### Record extracts
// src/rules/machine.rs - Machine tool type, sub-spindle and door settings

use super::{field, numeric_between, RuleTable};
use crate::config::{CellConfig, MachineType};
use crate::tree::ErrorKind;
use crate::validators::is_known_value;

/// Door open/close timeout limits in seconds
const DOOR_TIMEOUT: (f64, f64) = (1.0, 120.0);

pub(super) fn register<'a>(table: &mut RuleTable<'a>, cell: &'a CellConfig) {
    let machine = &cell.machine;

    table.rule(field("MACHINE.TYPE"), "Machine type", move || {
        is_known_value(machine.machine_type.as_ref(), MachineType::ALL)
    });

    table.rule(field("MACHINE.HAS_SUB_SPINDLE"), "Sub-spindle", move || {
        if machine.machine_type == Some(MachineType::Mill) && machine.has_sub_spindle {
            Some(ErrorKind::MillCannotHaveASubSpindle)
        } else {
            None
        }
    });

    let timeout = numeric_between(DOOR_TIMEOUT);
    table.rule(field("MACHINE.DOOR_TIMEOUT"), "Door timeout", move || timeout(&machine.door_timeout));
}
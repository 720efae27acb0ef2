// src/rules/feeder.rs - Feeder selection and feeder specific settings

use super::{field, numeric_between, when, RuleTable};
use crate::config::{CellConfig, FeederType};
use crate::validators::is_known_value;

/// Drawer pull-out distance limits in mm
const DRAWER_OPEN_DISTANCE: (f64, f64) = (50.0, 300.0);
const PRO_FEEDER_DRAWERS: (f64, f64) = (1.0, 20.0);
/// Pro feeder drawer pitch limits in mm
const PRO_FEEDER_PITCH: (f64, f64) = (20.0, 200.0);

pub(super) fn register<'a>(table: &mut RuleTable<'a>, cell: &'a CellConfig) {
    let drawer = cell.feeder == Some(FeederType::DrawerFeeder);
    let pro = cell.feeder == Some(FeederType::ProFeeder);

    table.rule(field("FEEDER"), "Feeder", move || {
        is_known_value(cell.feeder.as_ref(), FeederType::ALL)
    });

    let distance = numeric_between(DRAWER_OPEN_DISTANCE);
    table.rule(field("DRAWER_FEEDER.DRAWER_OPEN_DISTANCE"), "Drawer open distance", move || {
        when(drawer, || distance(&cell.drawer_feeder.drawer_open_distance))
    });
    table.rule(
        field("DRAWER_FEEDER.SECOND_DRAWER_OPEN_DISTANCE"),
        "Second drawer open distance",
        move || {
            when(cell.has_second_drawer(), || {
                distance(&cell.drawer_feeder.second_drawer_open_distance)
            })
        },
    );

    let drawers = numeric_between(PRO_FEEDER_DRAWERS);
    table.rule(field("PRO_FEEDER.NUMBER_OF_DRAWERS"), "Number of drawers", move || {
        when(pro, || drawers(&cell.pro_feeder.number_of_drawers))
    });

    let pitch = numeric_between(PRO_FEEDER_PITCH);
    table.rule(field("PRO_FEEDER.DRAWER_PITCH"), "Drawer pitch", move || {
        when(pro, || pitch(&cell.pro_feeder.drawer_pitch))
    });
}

### Exercise details
If a line in the material above contains "crate", show that line.

### Exercise output
use crate::config::{CellConfig, MachineType};
use crate::tree::ErrorKind;
use crate::validators::is_known_value;
use crate::config::{CellConfig, FeederType};
use crate::validators::is_known_value;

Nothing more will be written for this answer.